PET findings were validated in 15 (30%) of 50 patients (five (38%) of 13 with 18F-fluciclovine-positive findings and ten (36%) of 28 with PSMA-positive findings). Reference standard included histopathology (n=4), follow-up imaging (n=7), and PSA decreases after PET-directed focal therapy without androgen deprivation therapy (n=4; appendix p 14). Five other patients had imaging follow-up (MRI or CT) but without lesion validation because follow-up scans were negative. As anticipated, only a minority of patients (16 [32%] of 50) had surgery (n=3), biopsy (n=1), or further imaging (n=12) for lesion verification. No false-positive findings occurred with either tracer in the 15 patients in whom lesions were verified (positive predictive value of 100% for both 18F-fluciclovine and PSMA findings). Per-patient sensitivity was 33% (95% CI 15–58; five true positives and ten false negatives) for 18F-fluciclovine and 66% (42–85; ten true positive and five false negative) for PSMA PET-CT (OR 3·5 [95% CI 0·67–34·5], p=0·18).

The post-hoc semiquantitative analysis of lesion PET tracer uptake was done in seven patients: three concordantly positive pelvic lymph nodes and four local recurrences (appendix p 15). The mean lesion SUVmax was 8·21 (SD 4·05) for PSMA versus 3·73 (0·85) for 18F-fluciclovine (p=0·013) and lesion-to-background ratios were 1·68 (SD 1·16) versus 0·52 (0·16) for liver (p=0·0052); 6·83 (3·60) versus 2·44 (0·60) for blood pool (p=0·0085); and 25·39 (15·3) versus 3·69 (1·87) for muscle (p=0·021); all significantly higher for PSMA than 18F-fluciclovine PET-CT.

A summary of the post-hoc multivariable logistic regression analysis is in the appendix (p 16).

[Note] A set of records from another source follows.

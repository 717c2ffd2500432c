// Copyright 2025 the Cityblock Authors
// SPDX-License-Identifier: Apache-2.0 OR MIT

//! Static k-d tree backend for nearest-seed queries under L1.

use alloc::vec::Vec;
use core::fmt::Debug;

use tracing::debug;

use crate::searcher::Searcher;
use crate::seeds::SeedSet;
use crate::types::{Axis, Coord, Nearest, Point};

/// Leaf bucket size used by [`KdTree::build`].
pub const DEFAULT_LEAF_SIZE: usize = 8;

/// Balanced k-d tree over a seed set, built once and immutable afterwards.
///
/// Internal nodes hold a median pivot seed and split on rows at even depths
/// and columns at odd depths. Subsets of at most `leaf_size` seeds are stored
/// in leaves. Queries return the same result as [`BruteForce`], including
/// the lowest-label tie-break.
///
/// [`BruteForce`]: crate::BruteForce
pub struct KdTree<T: Coord> {
    leaf_size: usize,
    len: usize,
    root: NodeIdx,
    arena: Vec<Node<T>>,
}

#[derive(Copy, Clone, Debug)]
struct Seed<T> {
    label: usize,
    point: Point<T>,
}

enum Kind<T> {
    /// Seeds sorted by label.
    Leaf(Vec<Seed<T>>),
    /// `left` holds seeds ordered before `pivot` on `axis` (axis value <= pivot's),
    /// `right` those ordered after it (axis value >= pivot's).
    Internal {
        axis: Axis,
        pivot: Seed<T>,
        left: Option<NodeIdx>,
        right: Option<NodeIdx>,
    },
}

struct Node<T> {
    /// Smallest label anywhere in this subtree.
    min_label: usize,
    kind: Kind<T>,
}

#[derive(Copy, Clone, Debug, PartialEq, Eq, Hash)]
struct NodeIdx(usize);

impl NodeIdx {
    const fn new(i: usize) -> Self {
        Self(i)
    }

    const fn get(self) -> usize {
        self.0
    }
}

impl<T: Coord> KdTree<T> {
    /// Build a tree with [`DEFAULT_LEAF_SIZE`].
    pub fn build(seeds: &SeedSet<T>) -> Self {
        Self::with_leaf_size(seeds, DEFAULT_LEAF_SIZE)
    }

    /// Build a tree whose leaves hold at most `leaf_size` seeds (clamped to at least 1).
    ///
    /// The leaf size only affects query cost, never query results.
    pub fn with_leaf_size(seeds: &SeedSet<T>, leaf_size: usize) -> Self {
        let leaf_size = leaf_size.max(1);
        let mut items: Vec<Seed<T>> = seeds
            .iter()
            .map(|(label, point)| Seed { label, point })
            .collect();
        let mut arena = Vec::with_capacity(2 * seeds.len() / leaf_size + 1);
        let root = Self::build_node(&mut arena, &mut items, Axis::Row, leaf_size);
        let tree = Self {
            leaf_size,
            len: seeds.len(),
            root,
            arena,
        };
        debug!(
            seeds = tree.len,
            nodes = tree.arena.len(),
            depth = tree.depth(),
            leaf_size,
            "built k-d tree"
        );
        tree
    }

    /// Number of seeds in the tree.
    pub fn len(&self) -> usize {
        self.len
    }

    /// Always false: seed sets are never empty.
    pub fn is_empty(&self) -> bool {
        self.len == 0
    }

    /// Maximum number of seeds stored in one leaf.
    pub fn leaf_size(&self) -> usize {
        self.leaf_size
    }

    /// Number of nodes (internal and leaf).
    pub fn node_count(&self) -> usize {
        self.arena.len()
    }

    /// Number of nodes on the longest root-to-leaf path.
    pub fn depth(&self) -> usize {
        let mut max = 0;
        let mut stack = Vec::from([(self.root, 1_usize)]);
        while let Some((idx, d)) = stack.pop() {
            max = max.max(d);
            if let Kind::Internal { left, right, .. } = &self.arena[idx.get()].kind {
                stack.extend(left.iter().chain(right.iter()).map(|c| (*c, d + 1)));
            }
        }
        max
    }

    /// Recursively partition `items` (non-empty) and return the index of the new subtree.
    fn build_node(
        arena: &mut Vec<Node<T>>,
        items: &mut [Seed<T>],
        axis: Axis,
        leaf_size: usize,
    ) -> NodeIdx {
        debug_assert!(!items.is_empty(), "k-d subtrees are never empty");
        let idx = arena.len();
        if items.len() <= leaf_size {
            let mut leaf = items.to_vec();
            leaf.sort_unstable_by_key(|s| s.label);
            arena.push(Node {
                min_label: leaf[0].label,
                kind: Kind::Leaf(leaf),
            });
            return NodeIdx::new(idx);
        }

        // Median by (axis value, label): labels are unique, so the order is total
        // and the split does not depend on the input order.
        let mid = items.len() / 2;
        let (lo, pivot, hi) =
            items.select_nth_unstable_by_key(mid, |s| (s.point.get(axis), s.label));
        let pivot = *pivot;

        // Reserve this node's slot before building children.
        arena.push(Node {
            min_label: pivot.label,
            kind: Kind::Leaf(Vec::new()),
        });
        let left = (!lo.is_empty()).then(|| Self::build_node(arena, lo, axis.next(), leaf_size));
        let right = (!hi.is_empty()).then(|| Self::build_node(arena, hi, axis.next(), leaf_size));

        let min_label = [left, right]
            .into_iter()
            .flatten()
            .map(|c| arena[c.get()].min_label)
            .fold(pivot.label, usize::min);
        arena[idx] = Node {
            min_label,
            kind: Kind::Internal {
                axis,
                pivot,
                left,
                right,
            },
        };
        NodeIdx::new(idx)
    }

    /// Any seed stored at the root, used to seed the running best.
    fn root_seed(&self) -> Seed<T> {
        match &self.arena[self.root.get()].kind {
            Kind::Leaf(seeds) => seeds[0],
            Kind::Internal { pivot, .. } => *pivot,
        }
    }

    fn search(&self, idx: NodeIdx, query: Point<T>, best: &mut Nearest<T::Dist>) {
        match &self.arena[idx.get()].kind {
            Kind::Leaf(seeds) => {
                for s in seeds {
                    best.offer(s.label, query.l1(&s.point));
                }
            }
            Kind::Internal {
                axis,
                pivot,
                left,
                right,
            } => {
                best.offer(pivot.label, query.l1(&pivot.point));
                let q = query.get(*axis);
                let p = pivot.point.get(*axis);
                let (near, far) = if q <= p {
                    (*left, *right)
                } else {
                    (*right, *left)
                };
                if let Some(near) = near {
                    self.search(near, query, best);
                }
                // Every seed on the far side is at least `|q - p|` away and has a
                // label no smaller than the subtree minimum.
                if let Some(far) = far
                    && best.is_beaten_by(self.arena[far.get()].min_label, T::abs_diff(q, p))
                {
                    self.search(far, query, best);
                }
            }
        }
    }
}

impl<T: Coord> Searcher<T> for KdTree<T> {
    fn nearest(&self, query: Point<T>) -> Nearest<T::Dist> {
        let start = self.root_seed();
        let mut best = Nearest::new(start.label, query.l1(&start.point));
        self.search(self.root, query, &mut best);
        best
    }

    fn seed_count(&self) -> usize {
        self.len
    }
}

impl<T: Coord> Debug for KdTree<T> {
    fn fmt(&self, f: &mut core::fmt::Formatter<'_>) -> core::fmt::Result {
        f.debug_struct("KdTree")
            .field("seeds", &self.len)
            .field("leaf_size", &self.leaf_size)
            .field("arena_nodes", &self.arena.len())
            .field("depth", &self.depth())
            .finish_non_exhaustive()
    }
}

/// k-d tree with `i32` coordinates and `u64` distances.
pub type KdTreeI32 = KdTree<i32>;

/// k-d tree with `i64` coordinates and `u128` distances.
pub type KdTreeI64 = KdTree<i64>;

The only significant predictor for test positivity was the PET tracer used (18F-fluciclovine vs PSMA; ORs 3·56–3·88; p<0·05). Neither 18F-fluciclovine uptake time (≤3 min vs >3 min) nor the administration of intravenous contrast for CT imaging were confounding factors.

The Benjamini-Hochberg step-up procedure indicated that the 0·05 significance level provided a 7% false-discovery rate control (data not shown), suggesting that the observed statistical differences were generally not artefacts of multiple hypothesis testing.

Discussion

PSMA PET-CT detects biochemical recurrence sites at low PSA concentrations more frequently and with higher reader agreement than 18F-fluciclovine PET-CT. The primary endpoint of this study was met (≥22% difference between the detection rates at the patient level) in this highly relevant population of patients with early biochemical recurrence in whom focused salvage therapy can be potentially curative. Detection rates per patient, for pelvic lymph nodes, and for any extrapelvic metastasis were more than twice as high with PSMA than with 18F-fluciclovine. The inter-reader agreement was consistently higher for PSMA than 18F-fluciclovine PET-CT.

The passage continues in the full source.